I mean this in the nicest way, but you're an adult and a parent. If you don't want other people to keep buying stuff then saybso. It sounds like your parents and in laws have forgotten that you are the parent. I do sympathise, as when we moved house my mum and MIL were trying to unpack our clothes and organise the wardrobes. I didn't want them to, so I said "no thank you, they're my clothes I can put them away".

If you have too much stuff then pile up what you don't need and calmly tell them that you don't have the space.

JennyBlueWren · 24/10/2017 08:17

Maybe try to speak to them about it and give them specific things each to buy? "It's lovely that you always buy us stuff but so does (DP/IL) and isn't it funny that we end up with double of everything!" Keep it lighthearted as you don't want them to be offended.

Especially if one of them will take on the cost of shoes (have you reached that yet?) as they are extortionate!

Peeetle · 24/10/2017 08:27

Nobody wants to invest for the kid - it’s no fun compared with shopping for pointless crap ime

ThumbWitchesAbroad · 24/10/2017 08:27

It's lovely to have doting grandparents, but YANBU to be getting frustrated - it's rather "disenfranchising" to your status as an adult parent! You're not getting to do the job you'd quite like to do yourself, they're taking over and doing it for you - which is generous but also a bit sort of patronising?

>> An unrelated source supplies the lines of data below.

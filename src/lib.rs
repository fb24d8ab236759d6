//! # cidrex
//!
//! Chemical-induced disease relation extraction for PubMed abstracts.
//!
//! - **Corpus**: PubTator-format parsing (title/abstract lines, annotation
//!   rows, gold CID rows)
//! - **Documents**: offset-validated mention spans, Medline-tuned sentence
//!   segmentation, acronym identity resolution
//! - **Relations**: every chemical/disease pair classified into exactly one
//!   of three origins (`CID`, `sentence_non_CID`, `not_sentence_bound`)
//! - **Evaluation**: precision/recall/F1 against noisy compound-identifier
//!   gold standards
//!
//! ## Quick Start
//!
//! ```rust
//! use cidrex::{parse_pubtator, MedlineSplitter, Paper, RelationOrigin, RelationPair};
//!
//! let input = "\
//! 1001|t|Morphine-induced bradycardia.
//! 1001|a|No further findings.
//! 1001\t0\t8\tMorphine\tChemical\tD009020
//! 1001\t17\t28\tbradycardia\tDisease\tD001919
//! 1001\tCID\tD009020\tD001919
//! ";
//!
//! let mut records = parse_pubtator(input)?;
//! let paper = Paper::new(records.remove(0), &MedlineSplitter::new())?;
//!
//! assert_eq!(paper.sentences().len(), 2);
//! assert_eq!(
//!     paper.relations().origin_of(&RelationPair::new("D009020", "D001919")),
//!     Some(RelationOrigin::Cid),
//! );
//! # Ok::<(), cidrex::Error>(())
//! ```
//!
//! ## Pipeline
//!
//! [`parse_pubtator`] (or [`load_pubtator`]) turns raw text into
//! [`PaperRecord`]s without interpreting them. [`Paper::new`] then does the
//! heavy lifting for one record: validates every annotation span against the
//! document text, resolves parenthetical acronym definitions so short forms
//! inherit the long form's ontology identity, aligns the sentences produced
//! by a [`SentenceSplitter`] back onto document offsets, and partitions the
//! chemical/disease cross product into a [`RelationPartition`].
//! [`build_papers`] runs that over a whole corpus, isolating per-record
//! failures (and fanning out with rayon under the `parallel` feature).
//!
//! All offsets throughout the crate are **character** offsets into
//! `"{title} {abstract}"`, matching the upstream annotation convention, not
//! byte offsets.
//!
//! ## Feature Flags
//!
//! ```toml
//! [dependencies]
//! cidrex = "0.1"                                    # sequential
//! cidrex = { version = "0.1", features = ["parallel"] } # rayon corpus build
//! ```

#![warn(missing_docs)]

mod annotation;
mod corpus;
mod error;
mod eval;
mod ontology;
mod paper;
mod relation;
mod segment;
mod sentence;
mod span;

pub use annotation::{Annotation, AnnotationType};
pub use corpus::{build_papers, load_pubtator, parse_pubtator};
pub use error::{Error, Result};
pub use eval::{evaluate_papers, evaluate_relations, RelationCounts, RelationScoreSummary};
pub use ontology::{
    is_mesh_code, ConceptIdentitySet, Namespace, OntologyIdentifier, COMPOUND_DELIMITER,
};
pub use paper::{
    AnnotationRecord, OverlapPolicy, Paper, PaperRecord, RelationPartition,
};
pub use relation::{GoldRelation, RelationOrigin, RelationPair};
pub use segment::{MedlineSplitter, SentenceSplitter};
pub use sentence::{Sentence, CID_MARKER, CID_MAX_GAP};
pub use span::TextSpan;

You need to take the bull by the horns and in the kindest and most diplomatic way possible suggest that they put their money into something more practical for later - a savings account, bond, trust account, something like that. Much better idea, and then Junior can use it to buy their first car, or reduce their University loan load.

ptumbi · 24/10/2017 08:28

My MIL did this, for years. Every single visit (every fortnight) resulted in a new 'something' - coat/jumper/trousers/toy. As I have 3 dc, it became ridiculous.

And I once took my ds1 to his first christmas party top-to-toe, skin-up in clothes that she had bought him.

Annoying, and belittling, and made me feel I had no choice in how he looked.